Венецейских мастеров работы, глянул на меня голубой призрачный глаз. Отразились в нем стены яшмовые, кресла с гнутыми ножками, пурпурным бархатом крытые. Гобелен на стене — с охотой моего отца, средь зеленых дубрав несущегося. Удвоились витые колонны, дверной проем обрамляющие. Помедлив — чурается уродства прекрасное стекло, — воссоздало и мой образ сумрачный. Глянул пристально, глаза в глаза, ухмыльчато — то ли зверь лесной, то ли чудо морское мерзкое. Руки-крюки, на пальцах когти кинжалами. Ноги лошадиные, копытами венчаны, спереди-сзади — горбы великие верблюжьи. Весь мохнатый снизу доверху — золотой парче не укрыть беды. Изо рта кабаньи клыки торчат, смрадная слюна каплет. Нос крючком, как у беркута, а глаза совиные.
О судьбе своей что ж тут спрашивать?
Поднял руку.
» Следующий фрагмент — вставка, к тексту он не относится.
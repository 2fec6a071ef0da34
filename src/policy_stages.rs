//! Built-in cache policy stages and the config-driven chain builder.
//!
//! Stages run in a fixed order: source allow-list, required attributes,
//! denied values, then attribute stripping. Vetoing stages come first so
//! that stripping never hides an attribute a later check would need.

use anyhow::Result;
use async_trait::async_trait;
use serde_json::Value;
use std::collections::{BTreeMap, BTreeSet};
use std::time::Duration;

use catalog_federation_core::models::Item;
use catalog_federation_core::policy::{CachePolicyChain, CachePolicyStage};

use crate::config::PolicyConfig;

/// Only items from the listed sources are cached.
pub struct SourceAllowList {
    allowed: BTreeSet<String>,
}

impl SourceAllowList {
    pub fn new<I, S>(allowed: I) -> Self
    where
        I: IntoIterator<Item = S>,
        S: Into<String>,
    {
        Self {
            allowed: allowed.into_iter().map(Into::into).collect(),
        }
    }
}

#[async_trait]
impl CachePolicyStage for SourceAllowList {
    fn name(&self) -> &str {
        "source_allow_list"
    }

    async fn apply(&self, item: Item) -> Result<Option<Item>> {
        Ok(self.allowed.contains(&item.source_id).then_some(item))
    }
}

/// Items missing any of the listed attributes are not cached.
pub struct RequireAttributes {
    names: Vec<String>,
}

impl RequireAttributes {
    pub fn new(names: Vec<String>) -> Self {
        Self { names }
    }
}

#[async_trait]
impl CachePolicyStage for RequireAttributes {
    fn name(&self) -> &str {
        "require_attributes"
    }

    async fn apply(&self, item: Item) -> Result<Option<Item>> {
        let complete = self
            .names
            .iter()
            .all(|n| matches!(item.attribute(n), Some(v) if !v.is_null()));
        Ok(complete.then_some(item))
    }
}

/// Items carrying any denied value under the named attribute are not cached.
pub struct DenyAttributeValues {
    denied: BTreeMap<String, Vec<Value>>,
}

impl DenyAttributeValues {
    pub fn new(denied: BTreeMap<String, Vec<Value>>) -> Self {
        Self { denied }
    }
}

#[async_trait]
impl CachePolicyStage for DenyAttributeValues {
    fn name(&self) -> &str {
        "deny_attribute_values"
    }

    async fn apply(&self, item: Item) -> Result<Option<Item>> {
        let denied = self
            .denied
            .iter()
            .any(|(name, values)| item.attribute_matches(name, values));
        Ok((!denied).then_some(item))
    }
}

/// Removes the listed attributes before the item is stored.
pub struct StripAttributes {
    names: Vec<String>,
}

impl StripAttributes {
    pub fn new(names: Vec<String>) -> Self {
        Self { names }
    }
}

#[async_trait]
impl CachePolicyStage for StripAttributes {
    fn name(&self) -> &str {
        "strip_attributes"
    }

    async fn apply(&self, item: Item) -> Result<Option<Item>> {
        let stripped = self
            .names
            .iter()
            .fold(item, |item, name| item.without_attribute(name));
        Ok(Some(stripped))
    }
}

/// Build the policy chain described by `[cache.policy]`. Empty settings
/// contribute no stage.
pub fn build_policy_chain(config: &PolicyConfig) -> CachePolicyChain {
    let mut builder =
        CachePolicyChain::builder().stage_timeout(Duration::from_millis(config.stage_timeout_ms));

    if !config.allowed_sources.is_empty() {
        builder = builder.stage(SourceAllowList::new(config.allowed_sources.clone()));
    }
    if !config.required_attributes.is_empty() {
        builder = builder.stage(RequireAttributes::new(config.required_attributes.clone()));
    }
    if !config.deny_values.is_empty() {
        builder = builder.stage(DenyAttributeValues::new(config.deny_values.clone()));
    }
    if !config.strip_attributes.is_empty() {
        builder = builder.stage(StripAttributes::new(config.strip_attributes.clone()));
    }

    builder.build()
}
Не руку человечью — лапу страшную, когтистую. Пробежала рябь по чудо-стеклу, затуманилось зерцало, умерла в нем душа. Не покажет больше мира дивного, многоцветного, не покажет и моей маски-личины пожизненной. Послушны мне вещи — постиг их тайны. Черту, от мира живого меня отделявшую, и ту разомкнуть, преступить могу. Не властна она надо мной более — куда восхочу, в сей миг перенесусь. Одного не дано мне, одно не силам — скинуть личину скотскую, что надела на меня Фея Темная, проклятущая. Ну а в ней-то ведь все без радости. Хоть во граде, хоть в пустыне, хоть в глухом лесу — от людей бежать все едино мне.
Мнилось прежде, Черта — вот беде беда. Отделила людей от меня, отрезала. А на деле-то ровно щит она, словно матушки ладонь укрыла меня от них. Заказала им путь сюда. Со смехом, со страхом, с бездушьем их.